> [ASSIGNED TASK] Using the records below, repeat exactly the lines from the one holding "let key = (update.job.state, update.job.iteration, has_metrics);" through the one holding "if let Some(artifact)", both ends included, and no others.

> [DATASET RECORDS]
=== Begin Enclosure ===
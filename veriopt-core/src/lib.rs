//! Veriopt Core
//!
//! Core types shared by the optimizer backend, its client library and the CLI.
//!
//! This crate contains:
//! - Domain types: the optimization job, its spec and result views
//! - DTOs: request/response bodies exchanged over HTTP
//! - JSON merge-patch used to fold worker updates into job records

pub mod domain;
pub mod dto;
pub mod merge;
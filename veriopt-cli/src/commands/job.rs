//! Job command handlers
//!
//! Submission, lookup and watching. A submission is sent exactly once;
//! watching only ever reads.

use std::path::PathBuf;
use std::sync::Arc;
use std::time::Duration;

use anyhow::{Context, Result};
use clap::Args;
use colored::*;
use veriopt_client::{JobPoller, OptimizerClient, PollOutcome, PollPolicy, PollUpdate};
use veriopt_core::domain::job::{Job, JobId, JobState};
use veriopt_core::domain::result::PartialResult;
use veriopt_core::domain::spec::{OptimizationSpec, TargetOptions};

use crate::config::Config;

/// Poll budget shared by `submit --watch` and `watch`
#[derive(Args, Debug, Clone, Copy)]
pub struct PollArgs {
    /// Maximum number of status checks
    #[arg(long, env = "POLL_ATTEMPTS", default_value_t = 120)]
    pub attempts: u32,

    /// Delay between status checks, in milliseconds
    #[arg(long, env = "POLL_INTERVAL_MS", default_value_t = 1000)]
    pub interval_ms: u64,
}

impl PollArgs {
    pub fn policy(&self) -> PollPolicy {
        PollPolicy {
            max_attempts: self.attempts,
            interval: Duration::from_millis(self.interval_ms),
        }
    }
}

#[derive(Args, Debug)]
pub struct SubmitArgs {
    /// RTL source file to optimize
    pub file: PathBuf,

    /// Top module name
    #[arg(long)]
    pub top: Option<String>,

    /// Do not optimize for power
    #[arg(long)]
    pub no_power: bool,

    /// Do not optimize for timing
    #[arg(long)]
    pub no_timing: bool,

    /// Also optimize for area
    #[arg(long)]
    pub area: bool,

    /// Maximum optimization iterations
    #[arg(long)]
    pub max_iters: Option<u32>,

    /// Maximum candidates evaluated per iteration
    #[arg(long)]
    pub max_parallel: Option<u32>,

    /// Keep watching the job after submitting it
    #[arg(long)]
    pub watch: bool,

    #[command(flatten)]
    pub poll: PollArgs,
}

impl SubmitArgs {
    fn to_spec(&self, source: String) -> OptimizationSpec {
        let mut spec = OptimizationSpec::new(source).with_options(TargetOptions {
            power: !self.no_power,
            timing: !self.no_timing,
            area: self.area,
        });
        spec.budgets.max_iters = self.max_iters;
        spec.budgets.max_parallel = self.max_parallel;
        spec.top_module = self.top.clone();
        spec
    }
}

/// Submit a source file, optionally watching the new job
pub async fn submit(config: &Config, args: SubmitArgs) -> Result<()> {
    let source = std::fs::read_to_string(&args.file)
        .with_context(|| format!("Failed to read {}", args.file.display()))?;
    let spec = args.to_spec(source);

    spec.validate().map_err(anyhow::Error::msg)?;

    let client = config.client();
    let job_id = client.start_optimization(&spec).await?;

    println!("{} Job submitted: {}", "✓".green(), job_id.to_string().cyan());

    if args.watch {
        println!();
        watch_job(client, job_id, args.poll).await?;
    } else {
        println!("  Watch it with: {}", format!("veriopt watch {}", job_id).dimmed());
    }

    Ok(())
}

/// Watch an existing job
pub async fn watch(config: &Config, job_id: JobId, poll: PollArgs) -> Result<()> {
    watch_job(config.client(), job_id, poll).await
}

/// Get and display a single job
pub async fn get_job(config: &Config, job_id: JobId) -> Result<()> {
    let job = config.client().get_job(&job_id).await?;

    print_job_details(&job);

    Ok(())
}

async fn watch_job(client: OptimizerClient, job_id: JobId, poll: PollArgs) -> Result<()> {
    let handle = JobPoller::new(Arc::new(client))
        .with_policy(poll.policy())
        .spawn(job_id.clone());
    let mut updates = handle.updates();
    let mut progress = Progress::default();

    println!(
        "{}",
        format!("Watching job {} (Ctrl-C to stop)...", job_id).dimmed()
    );

    let interrupt = super::interrupted();
    tokio::pin!(interrupt);
    let mut stopping = false;

    loop {
        tokio::select! {
            changed = updates.changed() => {
                if changed.is_err() {
                    break;
                }
                let latest = updates.borrow_and_update().clone();
                if let Some(update) = latest {
                    progress.report(&update);
                }
            }
            _ = &mut interrupt, if !stopping => {
                stopping = true;
                handle.cancel();
            }
        }
    }

    let outcome = handle.join().await.context("Poll task failed")?;

    match outcome {
        PollOutcome::Finished { job, attempts } => {
            println!();
            println!(
                "{}",
                format!("Job finished after {} check(s).", attempts).bold()
            );
            print_job_details(&job);
        }
        PollOutcome::Pending {
            attempts,
            last_seen,
        } => {
            let state = last_seen
                .as_ref()
                .map(|job| job.state.to_string())
                .unwrap_or_else(|| "unknown".to_string());
            println!(
                "{}",
                format!(
                    "Job {} still {} after {} check(s); it may finish later.",
                    job_id, state, attempts
                )
                .yellow()
            );
            println!("  Resume with: {}", format!("veriopt watch {}", job_id).dimmed());
        }
        PollOutcome::Cancelled { attempts } => {
            println!(
                "{}",
                format!("Stopped watching job {} after {} check(s).", job_id, attempts).dimmed()
            );
        }
    }

    Ok(())
}

/// Prints a line only when something visible changed
#[derive(Default)]
struct Progress {
    last: Option<(JobState, Option<u32>, bool)>,
}

impl Progress {
    fn report(&mut self, update: &PollUpdate) {
        let has_metrics = update
            .partial
            .as_ref()
            .is_some_and(|partial| partial.metrics.is_some());
        let key = (update.job.state, update.job.iteration, has_metrics);
        if self.last == Some(key) {
            return;
        }
        self.last = Some(key);

        let mut line = format!("  [{}] {}", update.attempt, colorize_state(update.job.state));
        if let Some(iteration) = update.job.iteration {
            line.push_str(&format!("  iteration {}", iteration));
        }
        if let Some(metrics) = update.partial.as_ref().and_then(|p| p.metrics.as_ref()) {
            line.push_str(&format!("  {}", metrics.to_string().dimmed()));
        }
        println!("{}", line);
    }
}

/// Print detailed job information
fn print_job_details(job: &Job) {
    println!("{}", "Job Details:".bold());
    println!("  ID:          {}", job.job_id.to_string().cyan());
    println!("  State:       {}", colorize_state(job.state));
    println!(
        "  Created:     {}",
        job.created_at.format("%Y-%m-%d %H:%M:%S")
    );
    println!(
        "  Updated:     {}",
        job.updated_at.format("%Y-%m-%d %H:%M:%S")
    );

    if let Some(iteration) = job.iteration {
        println!("  Iteration:   {}", iteration);
    }

    if let Some(logs_tail) = &job.logs_tail {
        println!("  Last log:    {}", logs_tail.dimmed());
    }

    let Some(result) = &job.result else {
        return;
    };
    let partial = PartialResult::from_result(result);

    if let Some(metrics) = &partial.metrics {
        println!("\n{}", "Metrics:".bold());
        if let Some(map) = metrics.as_object() {
            for (key, value) in map {
                println!("  {} = {}", key.cyan(), value);
            }
        }
    }

    if let Some(artifact) = &partial.artifact {
        println!("\n{}", "Optimized source:".bold());
        println!("{}", artifact);
    }
}

/// Colorize job state for display
fn colorize_state(state: JobState) -> ColoredString {
    let text = state.as_str();
    match state {
        JobState::Queued => text.yellow(),
        JobState::Running => text.cyan(),
        JobState::Completed => text.green(),
        JobState::Failed => text.red(),
    }
}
=== End Enclosure ===
> [ANSWER TO THE PROBLEM]
        let key = (update.job.state, update.job.iteration, has_metrics);
        if self.last == Some(key) {
            return;
        }
        self.last = Some(key);

        let mut line = format!("  [{}] {}", update.attempt, colorize_state(update.job.state));
        if let Some(iteration) = update.job.iteration {
            line.push_str(&format!("  iteration {}", iteration));
        }
        if let Some(metrics) = update.partial.as_ref().and_then(|p| p.metrics.as_ref()) {
            line.push_str(&format!("  {}", metrics.to_string().dimmed()));
        }
        println!("{}", line);
    }
}

/// Print detailed job information
fn print_job_details(job: &Job) {
    println!("{}", "Job Details:".bold());
    println!("  ID:          {}", job.job_id.to_string().cyan());
    println!("  State:       {}", colorize_state(job.state));
    println!(
        "  Created:     {}",
        job.created_at.format("%Y-%m-%d %H:%M:%S")
    );
    println!(
        "  Updated:     {}",
        job.updated_at.format("%Y-%m-%d %H:%M:%S")
    );

    if let Some(iteration) = job.iteration {
        println!("  Iteration:   {}", iteration);
    }

    if let Some(logs_tail) = &job.logs_tail {
        println!("  Last log:    {}", logs_tail.dimmed());
    }

    let Some(result) = &job.result else {
        return;
    };
    let partial = PartialResult::from_result(result);

    if let Some(metrics) = &partial.metrics {
        println!("\n{}", "Metrics:".bold());
        if let Some(map) = metrics.as_object() {
            for (key, value) in map {
                println!("  {} = {}", key.cyan(), value);
            }
        }
    }

    if let Some(artifact) = &partial.artifact {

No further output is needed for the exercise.